I ended up really happy with the way caching was built out because the solution is really composable. If you don't want any caching at all, the Hacker News client could easily be instantiated with regular Map objects so that you only have an in-memory cache. If you want to cache items less aggressively, that cache could be wrapped with the same conditional layer that the feed was given to read from the API unless you're offline. Additionally, if you want to cache even more aggressively, the feed cache could remove the conditional layer altogether. All of these changes can be made with no changes to the client itself.

LiveData Component

The core of the scroll-to-load mechanism is the LiveData component. It accepts an async iterator and a component to display that indicates that data is being loaded. The async iterator allows the fetching of the data to be totally decoupled from the source itself; we could provide any kind of async iterator to load from, which is great for testing or reusability.
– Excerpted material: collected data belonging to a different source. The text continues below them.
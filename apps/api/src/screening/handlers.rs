//! Axum route handlers for the Screening API.

use std::collections::HashSet;

use axum::{
    extract::{Multipart, Path, State},
    http::header,
    response::IntoResponse,
    Json,
};
use chrono::Utc;
use serde::{Deserialize, Serialize};
use tracing::{debug, info, warn};
use uuid::Uuid;

use crate::documents::extract::{extract_text, unique_submission_id, DocumentFormat};
use crate::errors::AppError;
use crate::screening::export::{to_display_rows, write_csv};
use crate::screening::models::{
    CandidateSubmission, ParseFailure, ScoredCandidate, ScoringRequest,
};
use crate::screening::pipeline::run_screening;
use crate::screening::store::{ScreeningRecord, StoredScreening};
use crate::state::AppState;

// ────────────────────────────────────────────────────────────────────────────
// Request / Response types
// ────────────────────────────────────────────────────────────────────────────

#[derive(Debug, Deserialize)]
pub struct CreateScreeningRequest {
    pub job_description: String,
    #[serde(default)]
    pub company_name: Option<String>,
    #[serde(default)]
    pub job_title: Option<String>,
    pub submissions: Vec<CandidateSubmission>,
}

/// An uploaded file that never reached the pipeline.
#[derive(Debug, Clone, Serialize)]
pub struct DroppedDocument {
    pub file_name: String,
    pub reason: String,
}

#[derive(Debug, Serialize)]
pub struct ScreeningResponse {
    /// `None` when the result could not be persisted.
    pub screening_id: Option<Uuid>,
    pub total_candidates: usize,
    pub ranked: Vec<ScoredCandidate>,
    pub failures: Vec<ParseFailure>,
    pub dropped_documents: Vec<DroppedDocument>,
}

// ────────────────────────────────────────────────────────────────────────────
// Handlers
// ────────────────────────────────────────────────────────────────────────────

/// POST /api/v1/screenings
///
/// Scores already-extracted résumé text against a job description.
pub async fn handle_create_screening(
    State(state): State<AppState>,
    Json(request): Json<CreateScreeningRequest>,
) -> Result<Json<ScreeningResponse>, AppError> {
    let response = screen_and_persist(
        &state,
        ScreeningRecordInput {
            company_name: request.company_name,
            job_title: request.job_title,
            job_description: request.job_description,
            submissions: request.submissions,
        },
        Vec::new(),
    )
    .await?;
    Ok(Json(response))
}

/// POST /api/v1/screenings/upload
///
/// Multipart form: `job_description`, optional `company_name` / `job_title`,
/// and one `resumes` file field per résumé (PDF, DOCX or TXT).
pub async fn handle_upload_screening(
    State(state): State<AppState>,
    mut multipart: Multipart,
) -> Result<Json<ScreeningResponse>, AppError> {
    let mut job_description = String::new();
    let mut company_name = None;
    let mut job_title = None;
    let mut submissions = Vec::new();
    let mut dropped = Vec::new();
    let mut taken_ids = HashSet::new();

    while let Some(field) = multipart.next_field().await.map_err(invalid_multipart)? {
        let field_name = field.name().unwrap_or_default().to_string();
        match field_name.as_str() {
            "job_description" => job_description = field.text().await.map_err(invalid_multipart)?,
            "company_name" => company_name = non_blank(field.text().await.map_err(invalid_multipart)?),
            "job_title" => job_title = non_blank(field.text().await.map_err(invalid_multipart)?),
            "resumes" => {
                let file_name = field.file_name().unwrap_or("resume").to_string();
                let bytes = field.bytes().await.map_err(invalid_multipart)?;

                let Some(format) = DocumentFormat::from_file_name(&file_name) else {
                    warn!("Dropping '{file_name}': unsupported file type");
                    dropped.push(DroppedDocument {
                        file_name,
                        reason: "unsupported file type (use PDF, DOCX or TXT)".to_string(),
                    });
                    continue;
                };

                match extract_text(bytes, format).await {
                    Ok(raw_text) => {
                        let id = unique_submission_id(&file_name, &mut taken_ids);
                        info!("Processed '{file_name}' as submission '{id}'");
                        submissions.push(CandidateSubmission { id, raw_text });
                    }
                    Err(e) => {
                        warn!("Dropping '{file_name}': {e}");
                        dropped.push(DroppedDocument {
                            file_name,
                            reason: e.to_string(),
                        });
                    }
                }
            }
            other => debug!("Ignoring unknown multipart field '{other}'"),
        }
    }

    if submissions.is_empty() && !dropped.is_empty() {
        return Err(AppError::UnprocessableEntity(format!(
            "none of the {} uploaded documents could be read",
            dropped.len()
        )));
    }

    let response = screen_and_persist(
        &state,
        ScreeningRecordInput {
            company_name,
            job_title,
            job_description,
            submissions,
        },
        dropped,
    )
    .await?;
    Ok(Json(response))
}

/// GET /api/v1/screenings/:id
pub async fn handle_get_screening(
    State(state): State<AppState>,
    Path(screening_id): Path<Uuid>,
) -> Result<Json<StoredScreening>, AppError> {
    let screening = load_screening(&state, screening_id).await?;
    Ok(Json(screening))
}

/// GET /api/v1/screenings/:id/export
///
/// Returns the stored ranking as a CSV attachment.
pub async fn handle_export_screening(
    State(state): State<AppState>,
    Path(screening_id): Path<Uuid>,
) -> Result<impl IntoResponse, AppError> {
    let screening = load_screening(&state, screening_id).await?;
    let csv = write_csv(&to_display_rows(&screening.ranked))
        .map_err(|e| AppError::Internal(anyhow::anyhow!("Failed to write CSV: {e}")))?;

    Ok((
        [
            (header::CONTENT_TYPE, "text/csv; charset=utf-8".to_string()),
            (
                header::CONTENT_DISPOSITION,
                format!("attachment; filename=\"screening_{screening_id}.csv\""),
            ),
        ],
        csv,
    ))
}

// ────────────────────────────────────────────────────────────────────────────
// Helpers
// ────────────────────────────────────────────────────────────────────────────

struct ScreeningRecordInput {
    company_name: Option<String>,
    job_title: Option<String>,
    job_description: String,
    submissions: Vec<CandidateSubmission>,
}

/// Runs the pipeline, then persists. A failed save is logged and the ranking
/// is still returned, with no `screening_id`.
async fn screen_and_persist(
    state: &AppState,
    input: ScreeningRecordInput,
    dropped_documents: Vec<DroppedDocument>,
) -> Result<ScreeningResponse, AppError> {
    let request = ScoringRequest {
        job_description: input.job_description,
        submissions: input.submissions,
    };
    let result = run_screening(
        state.scorer.as_ref(),
        &request,
        state.config.scoring_timeout(),
    )
    .await?;

    let record = ScreeningRecord {
        company_name: input.company_name,
        job_title: input.job_title,
        job_description: request.job_description,
        submissions: request.submissions,
        result,
        created_at: Utc::now(),
    };

    let screening_id = match state.store.save(&record).await {
        Ok(id) => Some(id),
        Err(e) => {
            warn!("Could not persist screening results: {e:#}");
            None
        }
    };

    let ScreeningRecord {
        submissions,
        result,
        ..
    } = record;

    Ok(ScreeningResponse {
        screening_id,
        total_candidates: submissions.len(),
        ranked: result.ranked,
        failures: result.failures,
        dropped_documents,
    })
}

async fn load_screening(state: &AppState, screening_id: Uuid) -> Result<StoredScreening, AppError> {
    state
        .store
        .load(screening_id)
        .await?
        .ok_or_else(|| AppError::NotFound(format!("Screening {screening_id} not found")))
}

fn invalid_multipart(err: axum::extract::multipart::MultipartError) -> AppError {
    AppError::Validation(format!("invalid multipart body: {err}"))
}

fn non_blank(text: String) -> Option<String> {
    let trimmed = text.trim();
    (!trimmed.is_empty()).then(|| trimmed.to_string())
}

// ────────────────────────────────────────────────────────────────────────────
// Tests
// ────────────────────────────────────────────────────────────────────────────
The component operates on the simple assumption that the data loaded by the component will be rendered into the "slot" (children) of the component. The loading indicator is also rendered inside the LiveData component and its position relative to the component root monitored using an IntersectionObserver. When enough data has been loaded, the loading indicator is pushed off screen, which signals that we can stop loading additional data. If the user scrolls the contents of the feed, the loading indicator will become visible again, triggering the component to continue reading from the iterator until the loading indicator is once again off-screen.

Extension Opportunities

Alternate Feeds

The way the Hacker News client was designed, it would be really easy to load other feeds, such as the "top stories" feed that the API also provides. While it was beyond the scope of the requirements, it would be really easy to provide different routes within the client that display the same feed interface, but with a different feed generator backing the view. With more time, this would be an easy "win" for making the project more useful.

Better Offline Handling

Due to the time considerations, the offline support is not as great as it could be. Specifically, nothing is really done to handle the case where the feed points to items that have not been cached while online; we just allow the fetch call to fail and render nothing until we've exhausted the list of items in the feed. The experience isn't terrible but an improvement could be made to let the user know what is happening.

More Robust Test Coverage

I wrote some tests using Jest around the caching logic, since that was harder to test manually by running the application. However, with more time I would like to write more unit tests for the LiveData component and the interaction with the loading indicator becoming visible and invisible.

Better Animations

I don't have a lot of experience with CSS animations (the loading indicator here is some of the first I've written in a long time). If given more time, I would like to explore introducing an animation when loading a new item into the feed, which I think would make the experience of scrolling quickly to the bottom better.

"Add to Homescreen"

Since the website works well offline, with full caching of the assets, it is a great candidate for a nice treatment when adding the app to the homescreen of a mobile device. Specifically, it would be great to have a nice icon for it and to open the application in a separate window on a mobile device, rather than opening the web browser (as Twitter does on iOS).

Challenges

API Quirks

I realized while working on the project that the Hacker News API sometimes returns null for an item ID given by the feed. This isn't documented anywhere and I'm not sure what caused it, but it's something I had to work around in the implementation of the client.

Deployment

Just for fun, I deployed the application to now.sh since they make it so delightfully easy. This made testing the app on a mobile device a lot easier.